___ DATA PROVIDED
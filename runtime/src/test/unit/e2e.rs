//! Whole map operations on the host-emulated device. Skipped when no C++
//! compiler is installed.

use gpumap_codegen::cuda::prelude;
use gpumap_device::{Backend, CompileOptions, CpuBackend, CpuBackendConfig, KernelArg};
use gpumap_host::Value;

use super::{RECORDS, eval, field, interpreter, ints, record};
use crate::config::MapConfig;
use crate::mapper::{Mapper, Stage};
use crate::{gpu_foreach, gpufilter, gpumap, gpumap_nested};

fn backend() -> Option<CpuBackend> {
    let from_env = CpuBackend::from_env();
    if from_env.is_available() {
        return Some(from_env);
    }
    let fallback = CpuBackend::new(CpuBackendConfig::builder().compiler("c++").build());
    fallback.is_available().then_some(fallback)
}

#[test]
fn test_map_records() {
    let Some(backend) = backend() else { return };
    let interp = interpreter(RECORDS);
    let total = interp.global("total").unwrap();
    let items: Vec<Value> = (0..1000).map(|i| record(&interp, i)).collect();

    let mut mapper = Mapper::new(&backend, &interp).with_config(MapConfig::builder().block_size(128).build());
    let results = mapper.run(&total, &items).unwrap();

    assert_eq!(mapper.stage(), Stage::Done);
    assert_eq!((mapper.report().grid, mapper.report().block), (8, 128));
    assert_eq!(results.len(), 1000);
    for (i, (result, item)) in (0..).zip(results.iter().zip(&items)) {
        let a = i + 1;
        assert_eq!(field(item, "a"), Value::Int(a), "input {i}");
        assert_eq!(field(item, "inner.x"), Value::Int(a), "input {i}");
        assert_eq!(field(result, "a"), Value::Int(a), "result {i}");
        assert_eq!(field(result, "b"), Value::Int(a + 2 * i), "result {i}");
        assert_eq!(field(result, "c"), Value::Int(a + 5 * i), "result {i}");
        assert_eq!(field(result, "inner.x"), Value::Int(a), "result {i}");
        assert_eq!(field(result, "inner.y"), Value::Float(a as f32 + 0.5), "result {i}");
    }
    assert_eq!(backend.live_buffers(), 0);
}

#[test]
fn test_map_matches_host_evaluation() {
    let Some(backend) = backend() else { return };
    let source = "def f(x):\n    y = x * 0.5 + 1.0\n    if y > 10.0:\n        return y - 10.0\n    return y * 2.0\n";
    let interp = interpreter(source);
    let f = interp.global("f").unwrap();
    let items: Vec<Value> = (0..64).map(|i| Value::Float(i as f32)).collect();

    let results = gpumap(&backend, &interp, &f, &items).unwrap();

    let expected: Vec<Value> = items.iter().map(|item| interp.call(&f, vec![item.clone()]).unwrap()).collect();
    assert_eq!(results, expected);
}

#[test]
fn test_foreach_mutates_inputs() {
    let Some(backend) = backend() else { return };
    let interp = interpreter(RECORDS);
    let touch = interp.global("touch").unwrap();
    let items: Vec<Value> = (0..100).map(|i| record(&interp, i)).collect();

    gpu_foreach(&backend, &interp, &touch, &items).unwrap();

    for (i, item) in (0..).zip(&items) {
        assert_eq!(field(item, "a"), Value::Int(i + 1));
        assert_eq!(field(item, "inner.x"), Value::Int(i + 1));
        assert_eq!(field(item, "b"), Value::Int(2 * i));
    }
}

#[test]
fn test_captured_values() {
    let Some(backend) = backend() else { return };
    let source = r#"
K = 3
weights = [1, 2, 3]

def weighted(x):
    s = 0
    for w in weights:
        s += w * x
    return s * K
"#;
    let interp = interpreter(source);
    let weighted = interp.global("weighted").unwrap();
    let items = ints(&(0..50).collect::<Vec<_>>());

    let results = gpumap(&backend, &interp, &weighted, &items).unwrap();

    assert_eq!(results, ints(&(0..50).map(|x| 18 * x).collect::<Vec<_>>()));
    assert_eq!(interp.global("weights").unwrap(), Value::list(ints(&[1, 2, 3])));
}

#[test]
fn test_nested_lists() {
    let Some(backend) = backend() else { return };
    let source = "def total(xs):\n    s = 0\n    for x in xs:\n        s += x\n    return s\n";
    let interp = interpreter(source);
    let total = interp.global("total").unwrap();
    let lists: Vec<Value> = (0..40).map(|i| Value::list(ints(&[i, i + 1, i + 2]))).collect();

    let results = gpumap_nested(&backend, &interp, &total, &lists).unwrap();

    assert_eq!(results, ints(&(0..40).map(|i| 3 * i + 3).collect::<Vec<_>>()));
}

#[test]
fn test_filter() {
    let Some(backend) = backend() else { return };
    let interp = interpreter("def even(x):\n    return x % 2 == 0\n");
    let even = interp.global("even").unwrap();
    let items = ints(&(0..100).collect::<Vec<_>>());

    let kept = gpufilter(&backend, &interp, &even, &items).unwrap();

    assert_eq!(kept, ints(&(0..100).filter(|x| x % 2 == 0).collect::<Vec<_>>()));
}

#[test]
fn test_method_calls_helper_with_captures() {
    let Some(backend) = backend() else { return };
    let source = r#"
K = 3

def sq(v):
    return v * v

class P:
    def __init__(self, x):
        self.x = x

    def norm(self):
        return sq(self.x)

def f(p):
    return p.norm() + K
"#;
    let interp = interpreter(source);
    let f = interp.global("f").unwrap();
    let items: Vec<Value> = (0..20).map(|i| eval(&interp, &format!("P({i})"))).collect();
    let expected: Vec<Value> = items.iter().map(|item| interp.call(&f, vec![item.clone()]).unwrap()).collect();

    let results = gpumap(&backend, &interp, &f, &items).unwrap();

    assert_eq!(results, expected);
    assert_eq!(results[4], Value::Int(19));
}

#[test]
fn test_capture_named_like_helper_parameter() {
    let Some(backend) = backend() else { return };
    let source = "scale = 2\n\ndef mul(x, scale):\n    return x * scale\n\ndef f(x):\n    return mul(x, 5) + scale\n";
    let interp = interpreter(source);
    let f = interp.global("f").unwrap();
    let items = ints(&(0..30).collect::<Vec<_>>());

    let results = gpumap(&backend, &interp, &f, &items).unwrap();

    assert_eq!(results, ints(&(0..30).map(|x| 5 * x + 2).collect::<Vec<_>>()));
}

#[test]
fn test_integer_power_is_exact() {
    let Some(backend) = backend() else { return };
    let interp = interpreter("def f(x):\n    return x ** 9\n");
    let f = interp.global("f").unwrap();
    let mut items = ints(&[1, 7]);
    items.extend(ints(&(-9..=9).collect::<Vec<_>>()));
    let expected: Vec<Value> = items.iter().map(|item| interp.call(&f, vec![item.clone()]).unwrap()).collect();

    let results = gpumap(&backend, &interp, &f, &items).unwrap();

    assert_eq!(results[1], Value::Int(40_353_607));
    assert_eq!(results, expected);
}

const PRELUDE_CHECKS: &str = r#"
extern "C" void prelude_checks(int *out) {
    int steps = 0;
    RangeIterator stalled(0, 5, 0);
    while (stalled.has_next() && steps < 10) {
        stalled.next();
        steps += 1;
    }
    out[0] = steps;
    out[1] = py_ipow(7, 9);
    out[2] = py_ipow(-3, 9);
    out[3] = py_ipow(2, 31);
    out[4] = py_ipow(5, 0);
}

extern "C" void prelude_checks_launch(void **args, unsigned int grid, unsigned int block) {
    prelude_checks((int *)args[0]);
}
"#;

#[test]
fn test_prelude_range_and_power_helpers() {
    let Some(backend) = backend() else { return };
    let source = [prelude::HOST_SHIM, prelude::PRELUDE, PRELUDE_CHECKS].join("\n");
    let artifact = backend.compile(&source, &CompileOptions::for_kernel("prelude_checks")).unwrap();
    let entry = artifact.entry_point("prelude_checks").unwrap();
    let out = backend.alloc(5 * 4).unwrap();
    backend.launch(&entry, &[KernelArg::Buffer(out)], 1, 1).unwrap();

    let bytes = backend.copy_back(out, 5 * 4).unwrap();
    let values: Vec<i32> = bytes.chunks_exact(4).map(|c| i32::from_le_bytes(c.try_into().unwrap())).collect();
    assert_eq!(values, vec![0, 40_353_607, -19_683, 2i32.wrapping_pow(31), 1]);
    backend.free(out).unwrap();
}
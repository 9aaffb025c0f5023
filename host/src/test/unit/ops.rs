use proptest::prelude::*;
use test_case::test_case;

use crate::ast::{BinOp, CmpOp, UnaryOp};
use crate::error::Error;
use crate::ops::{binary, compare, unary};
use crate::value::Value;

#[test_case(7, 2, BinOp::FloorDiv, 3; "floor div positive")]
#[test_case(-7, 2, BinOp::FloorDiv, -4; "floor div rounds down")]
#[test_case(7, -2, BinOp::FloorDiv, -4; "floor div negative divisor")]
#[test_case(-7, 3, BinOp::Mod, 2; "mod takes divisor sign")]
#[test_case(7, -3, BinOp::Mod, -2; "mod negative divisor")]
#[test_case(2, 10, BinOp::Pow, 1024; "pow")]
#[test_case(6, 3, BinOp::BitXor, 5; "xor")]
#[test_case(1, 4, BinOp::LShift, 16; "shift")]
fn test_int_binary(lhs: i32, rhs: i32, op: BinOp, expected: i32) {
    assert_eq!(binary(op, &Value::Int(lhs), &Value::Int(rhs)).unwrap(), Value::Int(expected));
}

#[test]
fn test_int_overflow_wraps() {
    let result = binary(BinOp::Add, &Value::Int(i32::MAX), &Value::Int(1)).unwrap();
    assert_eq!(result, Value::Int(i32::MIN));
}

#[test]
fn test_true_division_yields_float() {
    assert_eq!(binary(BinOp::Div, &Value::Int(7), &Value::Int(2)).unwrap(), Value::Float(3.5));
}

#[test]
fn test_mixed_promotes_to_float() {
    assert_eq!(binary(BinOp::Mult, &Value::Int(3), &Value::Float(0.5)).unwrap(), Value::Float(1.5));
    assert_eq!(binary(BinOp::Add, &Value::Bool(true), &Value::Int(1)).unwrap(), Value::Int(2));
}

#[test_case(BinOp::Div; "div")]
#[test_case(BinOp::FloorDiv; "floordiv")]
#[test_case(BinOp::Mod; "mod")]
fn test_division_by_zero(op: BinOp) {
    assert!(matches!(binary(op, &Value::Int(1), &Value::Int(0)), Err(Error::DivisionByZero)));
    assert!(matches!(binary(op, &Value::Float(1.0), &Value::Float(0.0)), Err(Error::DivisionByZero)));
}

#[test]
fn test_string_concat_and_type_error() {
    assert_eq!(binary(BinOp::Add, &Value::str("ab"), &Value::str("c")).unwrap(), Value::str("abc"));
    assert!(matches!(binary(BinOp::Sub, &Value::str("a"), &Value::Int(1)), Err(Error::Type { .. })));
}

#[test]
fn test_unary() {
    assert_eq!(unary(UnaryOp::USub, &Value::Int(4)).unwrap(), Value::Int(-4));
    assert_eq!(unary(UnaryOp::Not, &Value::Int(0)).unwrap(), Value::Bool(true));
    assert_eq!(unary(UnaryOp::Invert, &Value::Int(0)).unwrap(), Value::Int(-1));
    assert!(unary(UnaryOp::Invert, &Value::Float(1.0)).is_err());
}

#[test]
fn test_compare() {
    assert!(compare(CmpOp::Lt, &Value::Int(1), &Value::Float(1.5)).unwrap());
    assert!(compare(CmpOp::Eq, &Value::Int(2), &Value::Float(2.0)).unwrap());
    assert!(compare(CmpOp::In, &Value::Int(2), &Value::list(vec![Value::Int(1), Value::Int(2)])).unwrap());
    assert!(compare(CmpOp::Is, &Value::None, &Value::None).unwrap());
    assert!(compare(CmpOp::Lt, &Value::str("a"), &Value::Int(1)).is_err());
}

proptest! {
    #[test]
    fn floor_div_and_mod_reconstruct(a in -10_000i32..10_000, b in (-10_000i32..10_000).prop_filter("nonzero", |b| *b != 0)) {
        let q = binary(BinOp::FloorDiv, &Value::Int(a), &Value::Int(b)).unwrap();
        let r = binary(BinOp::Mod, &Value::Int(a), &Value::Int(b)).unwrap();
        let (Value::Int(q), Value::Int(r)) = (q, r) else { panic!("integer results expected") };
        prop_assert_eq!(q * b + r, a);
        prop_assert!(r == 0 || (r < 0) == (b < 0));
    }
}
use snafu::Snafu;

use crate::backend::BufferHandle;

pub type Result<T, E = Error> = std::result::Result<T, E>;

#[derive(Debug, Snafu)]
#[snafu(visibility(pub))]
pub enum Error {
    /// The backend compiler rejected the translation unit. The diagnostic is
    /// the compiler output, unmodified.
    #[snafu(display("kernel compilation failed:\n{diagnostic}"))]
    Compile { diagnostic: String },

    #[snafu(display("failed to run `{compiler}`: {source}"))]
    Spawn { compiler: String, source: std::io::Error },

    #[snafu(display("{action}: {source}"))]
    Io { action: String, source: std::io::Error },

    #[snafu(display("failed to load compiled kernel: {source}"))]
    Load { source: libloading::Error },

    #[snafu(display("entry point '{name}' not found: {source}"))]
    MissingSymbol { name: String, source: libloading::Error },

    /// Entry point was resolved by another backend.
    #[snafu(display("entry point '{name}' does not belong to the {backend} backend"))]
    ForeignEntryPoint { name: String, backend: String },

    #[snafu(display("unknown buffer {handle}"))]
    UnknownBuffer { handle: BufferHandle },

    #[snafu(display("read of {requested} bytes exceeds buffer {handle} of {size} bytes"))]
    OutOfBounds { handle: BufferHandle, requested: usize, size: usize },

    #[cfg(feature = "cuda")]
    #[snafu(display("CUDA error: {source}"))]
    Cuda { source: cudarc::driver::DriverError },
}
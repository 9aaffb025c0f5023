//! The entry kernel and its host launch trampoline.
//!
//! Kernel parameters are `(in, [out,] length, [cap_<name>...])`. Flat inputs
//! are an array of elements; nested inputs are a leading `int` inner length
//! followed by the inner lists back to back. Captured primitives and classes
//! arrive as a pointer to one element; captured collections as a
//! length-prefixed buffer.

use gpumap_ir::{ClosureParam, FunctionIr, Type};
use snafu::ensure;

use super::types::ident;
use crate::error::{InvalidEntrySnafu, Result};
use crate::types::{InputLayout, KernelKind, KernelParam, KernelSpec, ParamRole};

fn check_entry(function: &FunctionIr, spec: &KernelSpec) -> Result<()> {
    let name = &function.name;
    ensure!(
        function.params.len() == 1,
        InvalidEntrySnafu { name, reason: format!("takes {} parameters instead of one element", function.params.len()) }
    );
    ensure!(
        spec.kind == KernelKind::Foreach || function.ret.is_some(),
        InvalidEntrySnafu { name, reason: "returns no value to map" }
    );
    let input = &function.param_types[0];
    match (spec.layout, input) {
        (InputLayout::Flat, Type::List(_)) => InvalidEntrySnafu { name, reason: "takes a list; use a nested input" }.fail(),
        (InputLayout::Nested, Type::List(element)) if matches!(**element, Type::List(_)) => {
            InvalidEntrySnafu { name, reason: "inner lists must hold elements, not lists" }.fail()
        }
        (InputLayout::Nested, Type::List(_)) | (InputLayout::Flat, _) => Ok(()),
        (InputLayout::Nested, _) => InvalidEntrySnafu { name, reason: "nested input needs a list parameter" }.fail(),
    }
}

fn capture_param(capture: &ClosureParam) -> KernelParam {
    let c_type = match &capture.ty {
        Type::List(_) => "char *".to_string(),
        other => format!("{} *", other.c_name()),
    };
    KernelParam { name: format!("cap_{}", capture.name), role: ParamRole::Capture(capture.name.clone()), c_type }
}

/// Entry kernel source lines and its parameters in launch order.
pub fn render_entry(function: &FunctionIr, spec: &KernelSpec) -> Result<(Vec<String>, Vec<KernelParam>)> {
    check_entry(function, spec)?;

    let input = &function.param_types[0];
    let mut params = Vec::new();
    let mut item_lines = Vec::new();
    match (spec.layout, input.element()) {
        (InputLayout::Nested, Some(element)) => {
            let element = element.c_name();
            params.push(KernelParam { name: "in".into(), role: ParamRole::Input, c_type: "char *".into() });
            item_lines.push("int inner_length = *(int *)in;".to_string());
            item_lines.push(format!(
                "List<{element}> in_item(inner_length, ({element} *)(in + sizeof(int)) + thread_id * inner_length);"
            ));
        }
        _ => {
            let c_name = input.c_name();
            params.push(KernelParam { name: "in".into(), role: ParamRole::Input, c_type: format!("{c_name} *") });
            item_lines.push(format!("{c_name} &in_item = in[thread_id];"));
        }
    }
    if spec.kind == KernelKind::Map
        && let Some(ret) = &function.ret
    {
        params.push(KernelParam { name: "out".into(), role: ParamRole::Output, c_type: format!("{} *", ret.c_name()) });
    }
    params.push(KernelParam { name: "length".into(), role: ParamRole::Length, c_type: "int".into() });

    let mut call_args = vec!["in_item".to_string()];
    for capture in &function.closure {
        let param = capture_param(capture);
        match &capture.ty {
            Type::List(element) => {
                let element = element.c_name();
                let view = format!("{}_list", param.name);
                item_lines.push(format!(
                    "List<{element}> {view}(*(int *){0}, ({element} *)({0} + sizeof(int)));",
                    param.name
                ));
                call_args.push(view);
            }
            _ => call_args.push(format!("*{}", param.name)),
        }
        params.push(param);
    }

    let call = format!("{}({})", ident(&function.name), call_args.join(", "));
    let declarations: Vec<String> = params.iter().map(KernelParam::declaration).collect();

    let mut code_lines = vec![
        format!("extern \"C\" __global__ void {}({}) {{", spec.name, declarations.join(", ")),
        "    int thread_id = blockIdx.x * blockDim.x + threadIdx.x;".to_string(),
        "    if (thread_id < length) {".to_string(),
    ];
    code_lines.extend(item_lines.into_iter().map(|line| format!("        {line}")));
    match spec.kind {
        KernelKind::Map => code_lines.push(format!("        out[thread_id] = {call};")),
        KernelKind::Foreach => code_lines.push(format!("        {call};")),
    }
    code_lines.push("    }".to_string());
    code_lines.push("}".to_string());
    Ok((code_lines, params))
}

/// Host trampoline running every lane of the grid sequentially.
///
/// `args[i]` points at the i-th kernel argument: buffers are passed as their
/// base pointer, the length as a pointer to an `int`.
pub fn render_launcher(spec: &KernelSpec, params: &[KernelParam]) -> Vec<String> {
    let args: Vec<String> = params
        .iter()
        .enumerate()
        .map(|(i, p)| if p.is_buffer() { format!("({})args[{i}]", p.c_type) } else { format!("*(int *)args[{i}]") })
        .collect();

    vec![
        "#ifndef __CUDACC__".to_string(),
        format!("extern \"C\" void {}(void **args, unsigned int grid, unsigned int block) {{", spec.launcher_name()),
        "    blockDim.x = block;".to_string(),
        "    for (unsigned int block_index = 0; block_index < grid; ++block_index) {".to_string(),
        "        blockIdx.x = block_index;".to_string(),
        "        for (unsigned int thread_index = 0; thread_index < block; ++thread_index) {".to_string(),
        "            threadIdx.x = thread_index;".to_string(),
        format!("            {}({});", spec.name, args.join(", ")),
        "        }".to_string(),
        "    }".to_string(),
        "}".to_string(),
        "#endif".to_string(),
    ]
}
______
WHAT YOU HAVE TO DO -
Copy exactly the stretch of data above from the line with "void prelude_checks(int *out)" through the line with "let out = backend.alloc(5 * 4).unwrap();", and omit all other lines.

RESULT OF THE TASK -
extern "C" void prelude_checks(int *out) {
    int steps = 0;
    RangeIterator stalled(0, 5, 0);
    while (stalled.has_next() && steps < 10) {
        stalled.next();
        steps += 1;
    }
    out[0] = steps;
    out[1] = py_ipow(7, 9);
    out[2] = py_ipow(-3, 9);
    out[3] = py_ipow(2, 31);
    out[4] = py_ipow(5, 0);
}

extern "C" void prelude_checks_launch(void **args, unsigned int grid, unsigned int block) {
    prelude_checks((int *)args[0]);
}
"#;

#[test]
fn test_prelude_range_and_power_helpers() {
    let Some(backend) = backend() else { return };
    let source = [prelude::HOST_SHIM, prelude::PRELUDE, PRELUDE_CHECKS].join("\n");
    let artifact = backend.compile(&source, &CompileOptions::for_kernel("prelude_checks")).unwrap();
    let entry = artifact.entry_point("prelude_checks").unwrap();
    let out = backend.alloc(5 * 4).unwrap();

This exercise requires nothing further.